Let the symmetric group $S_n$ on $n$ letters act on $S_n^d=S_n\times\cdots\times S_n$ by simultaneous conjugation, i.e. $\pi\in S_n$ acts on $(\sigma_1,\ldots,\sigma_d)\in S_n^d$ by $\pi.(\sigma_1,\ldots,\sigma_d)=(\pi\sigma_1\pi^{-1},\ldots,\pi\sigma_d\pi^{-1})$.

I would like to know if there is a classification (a combinatorial description) of the orbits of this action, at least in the case $d=2$. For $d=1$, a combinatorial description is given by the cycle structure of the permutation.
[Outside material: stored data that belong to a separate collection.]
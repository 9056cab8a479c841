//! Request identifiers.

use serde::{Deserialize, Serialize};
use std::fmt;
use uuid::Uuid;

/// Identifier of one in-flight request.
///
/// Every request gets a fresh UUID v4 when it enters the pipeline, so two
/// concurrent requests never share an identifier, and an identifier is
/// never reused after the request exits.
///
/// # Example
///
/// ```
/// use corpauth_types::RequestId;
///
/// let a = RequestId::new();
/// let b = RequestId::new();
/// assert_ne!(a, b);
/// ```
#[derive(Debug, Clone, Copy, PartialEq, Eq, Hash, Serialize, Deserialize)]
pub struct RequestId(Uuid);

impl RequestId {
    /// Creates a new random identifier.
    #[must_use]
    pub fn new() -> Self {
        Self(Uuid::new_v4())
    }

    /// Wraps an existing UUID.
    #[must_use]
    pub fn from_uuid(uuid: Uuid) -> Self {
        Self(uuid)
    }

    /// Returns the underlying UUID.
    #[must_use]
    pub fn uuid(&self) -> Uuid {
        self.0
    }
}

impl Default for RequestId {
    fn default() -> Self {
        Self::new()
    }
}

impl fmt::Display for RequestId {
    fn fmt(&self, f: &mut fmt::Formatter<'_>) -> fmt::Result {
        // Short form is enough to correlate log lines.
        write!(f, "{}", &self.0.simple().to_string()[..12])
    }
}
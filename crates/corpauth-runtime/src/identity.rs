//! Identity normalization.
//!
//! Reads the identity asserted by the authentication layer (Shibboleth
//! environment variables, or headers set by a reverse proxy) and rewrites
//! the request arguments to carry it.

use corpauth_types::identity::{AFFILIATION, ENTITLEMENT, REMOTE_USER};
use corpauth_types::{RequestArgs, RequestEnv};
use serde::{Deserialize, Serialize};

/// Environment keys consulted by the [`IdentityNormalizer`].
#[derive(Debug, Clone, PartialEq, Eq, Serialize, Deserialize)]
#[serde(default)]
pub struct IdentityKeys {
    /// Key of the username.
    pub user_key: String,
    /// Keys of the affiliation, tried in order.
    pub affiliation_keys: Vec<String>,
    /// Key of the entitlement list.
    pub entitlement_key: String,
}

impl Default for IdentityKeys {
    fn default() -> Self {
        Self {
            user_key: "REMOTE_USER".into(),
            affiliation_keys: vec![
                "HTTP_UNSCOPED_AFFILIATION".into(),
                "HTTP_AFFILIATION".into(),
            ],
            entitlement_key: "HTTP_ENTITLEMENT".into(),
        }
    }
}

/// Turns a transport environment into identity request arguments.
#[derive(Debug, Clone, Default)]
pub struct IdentityNormalizer {
    keys: IdentityKeys,
}

impl IdentityNormalizer {
    /// Creates a normalizer reading `keys`.
    #[must_use]
    pub fn new(keys: IdentityKeys) -> Self {
        Self { keys }
    }

    /// Keys this normalizer reads.
    #[must_use]
    pub fn keys(&self) -> &IdentityKeys {
        &self.keys
    }

    /// Value of logical key `key`.
    ///
    /// The environment variable wins when set and non-empty. Otherwise the
    /// derived header name `Name` (see [`header_name`]) is tried as
    /// `X-Name`, then `Name`. Returns `""` when nothing matches.
    #[must_use]
    pub fn lookup<'a>(&self, env: &'a RequestEnv, key: &str) -> &'a str {
        if let Some(value) = env.var(key).filter(|v| !v.is_empty()) {
            return value;
        }
        let name = header_name(key);
        env.header(&format!("X-{name}"))
            .filter(|v| !v.is_empty())
            .or_else(|| env.header(&name).filter(|v| !v.is_empty()))
            .unwrap_or("")
    }

    /// Identity arguments for `env`, or `None` if no username is asserted.
    ///
    /// The affiliation is lower-cased; the entitlement is kept raw.
    #[must_use]
    pub fn normalize(&self, env: &RequestEnv) -> Option<RequestArgs> {
        let user = self.lookup(env, &self.keys.user_key);
        if user.is_empty() {
            return None;
        }
        let affiliation = self
            .keys
            .affiliation_keys
            .iter()
            .map(|k| self.lookup(env, k))
            .find(|v| !v.is_empty())
            .unwrap_or("");
        let entitlement = self.lookup(env, &self.keys.entitlement_key);

        Some(
            RequestArgs::new()
                .with(REMOTE_USER, user)
                .with(AFFILIATION, affiliation.to_lowercase())
                .with(ENTITLEMENT, entitlement),
        )
    }

    /// Rewrites `postdata` with the asserted identity.
    ///
    /// The three identity keys are replaced; other arguments (`format`,
    /// `debug`) are kept. Without an asserted username the identity keys
    /// are blanked, so posted values never stand in for an identity the
    /// authentication layer did not assert.
    #[must_use]
    pub fn apply(&self, mut postdata: RequestArgs, env: &RequestEnv) -> RequestArgs {
        match self.normalize(env) {
            Some(identity) => {
                for (key, value) in identity.iter() {
                    postdata.insert(key, value);
                }
            }
            None => {
                for key in [REMOTE_USER, AFFILIATION, ENTITLEMENT] {
                    postdata.insert(key, "");
                }
            }
        }
        postdata
    }
}

/// Header name derived from an environment key.
///
/// Strips a leading `HTTP_`, turns `_` into `-` and title-cases each
/// alphabetic run: `HTTP_UNSCOPED_AFFILIATION` → `Unscoped-Affiliation`.
#[must_use]
pub fn header_name(key: &str) -> String {
    let stripped = key.strip_prefix("HTTP_").unwrap_or(key);
    let mut out = String::with_capacity(stripped.len());
    let mut prev_alpha = false;
    for c in stripped.chars() {
        let c = if c == '_' { '-' } else { c };
        if c.is_alphabetic() {
            if prev_alpha {
                out.extend(c.to_lowercase());
            } else {
                out.extend(c.to_uppercase());
            }
            prev_alpha = true;
        } else {
            out.push(c);
            prev_alpha = false;
        }
    }
    out
}
//! Database schema migration management and versioning.
//!
//! Each migration has a version, a name and an `up` function. Applied
//! versions are recorded in the `migrations` table; on open, every pending
//! migration runs inside one transaction, so a failure leaves the schema at
//! the previous version.
//!
//! ## Usage
//!
//! ```rust
//! use worktimer::db::migrations::{get_db_version, init_with_migrations};
//! use rusqlite::Connection;
//!
//! let mut conn = Connection::open_in_memory().unwrap();
//! init_with_migrations(&mut conn).unwrap();
//! assert_eq!(get_db_version(&conn).unwrap(), 2);
//! ```

use crate::libs::error::{Error, Result};
use crate::libs::messages::Message;
use crate::{msg_debug, msg_error};
use rusqlite::{params, Connection, Transaction};

const MIGRATIONS_TABLE: &str = "
CREATE TABLE IF NOT EXISTS migrations (
    id INTEGER PRIMARY KEY,
    version INTEGER NOT NULL UNIQUE,
    name TEXT NOT NULL,
    applied_at TIMESTAMP DEFAULT CURRENT_TIMESTAMP
)";

#[derive(Debug, Clone)]
struct Migration {
    version: u32,
    name: &'static str,
    up: fn(&Transaction) -> rusqlite::Result<()>,
}

/// Registry of every schema version, applied in order.
pub struct MigrationManager {
    migrations: Vec<Migration>,
}

impl MigrationManager {
    pub fn new() -> Self {
        let mut manager = Self { migrations: Vec::new() };
        manager.register_migrations();
        manager
    }

    fn register_migrations(&mut self) {
        // Version 1: log and task history tables.
        // AUTOINCREMENT keeps log ids from being reused after deletes.
        self.add_migration(1, "create_logs_and_tasks", |tx| {
            tx.execute(
                "CREATE TABLE IF NOT EXISTS logs (
                    id INTEGER PRIMARY KEY AUTOINCREMENT,
                    start_time TEXT NOT NULL,
                    end_time TEXT NOT NULL,
                    duration INTEGER NOT NULL,
                    task TEXT NOT NULL DEFAULT '',
                    category TEXT NOT NULL DEFAULT '',
                    created_at TEXT NOT NULL
                )",
                [],
            )?;
            tx.execute(
                "CREATE TABLE IF NOT EXISTS tasks (
                    name TEXT NOT NULL PRIMARY KEY
                )",
                [],
            )?;
            Ok(())
        });

        // Version 2: chronological history lookups
        self.add_migration(2, "index_logs_start_time", |tx| {
            tx.execute("CREATE INDEX IF NOT EXISTS idx_logs_start_time ON logs(start_time)", [])?;
            Ok(())
        });
    }

    fn add_migration(&mut self, version: u32, name: &'static str, up: fn(&Transaction) -> rusqlite::Result<()>) {
        self.migrations.push(Migration { version, name, up });
    }

    pub fn run_migrations(&self, conn: &mut Connection) -> Result<()> {
        conn.execute(MIGRATIONS_TABLE, [])?;

        let current_version = self.get_current_version(conn)?;
        let pending: Vec<&Migration> = self.migrations.iter().filter(|m| m.version > current_version).collect();

        if pending.is_empty() {
            msg_debug!(Message::DatabaseUpToDate);
            return Ok(());
        }

        msg_debug!(Message::MigrationsFound(pending.len()));

        let tx = conn.transaction()?;
        for migration in pending {
            msg_debug!(Message::RunningMigration(migration.version, migration.name.to_string()));

            if let Err(e) = (migration.up)(&tx) {
                msg_error!(Message::MigrationFailed(migration.version, e.to_string()));
                return Err(Error::Migration(format!("v{} {}: {}", migration.version, migration.name, e)));
            }
            tx.execute(
                "INSERT INTO migrations (version, name) VALUES (?1, ?2)",
                params![migration.version, migration.name],
            )?;
            msg_debug!(Message::MigrationCompleted(migration.version));
        }
        tx.commit()?;
        msg_debug!(Message::AllMigrationsCompleted);

        Ok(())
    }

    fn get_current_version(&self, conn: &Connection) -> Result<u32> {
        let version: Option<u32> = conn.query_row("SELECT MAX(version) FROM migrations", [], |row| row.get(0))?;
        Ok(version.unwrap_or(0))
    }

    fn latest_version(&self) -> u32 {
        self.migrations.last().map(|m| m.version).unwrap_or(0)
    }
}

impl Default for MigrationManager {
    fn default() -> Self {
        Self::new()
    }
}

pub fn init_with_migrations(conn: &mut Connection) -> Result<()> {
    MigrationManager::new().run_migrations(conn)
}

pub fn get_db_version(conn: &Connection) -> Result<u32> {
    MigrationManager::new().get_current_version(conn)
}

pub fn needs_migration(conn: &Connection) -> Result<bool> {
    let manager = MigrationManager::new();
    conn.execute(MIGRATIONS_TABLE, [])?;
    Ok(manager.get_current_version(conn)? < manager.latest_version())
}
There is a related question that deals with *deciding* whether two elements of $S_n^d$ are in the same orbit and the author of that question also defines a canonical representative for each orbit, but it is quite indirect. It seems to me that a classification for arbitrary $d$ is probably not known.

In another related question, the *number* of orbits is discussed, but I am really interested in a combinatorial description that classifies them.

**Edit.** To clarify what I mean by *"combinatorial description"*: At the very least, I am looking for an algorithm that enumerates exactly one representative from each simultaneous conjugacy class in $S_n^d$ with polynomial delay (polynomial in $n$ and $d$ will be fine).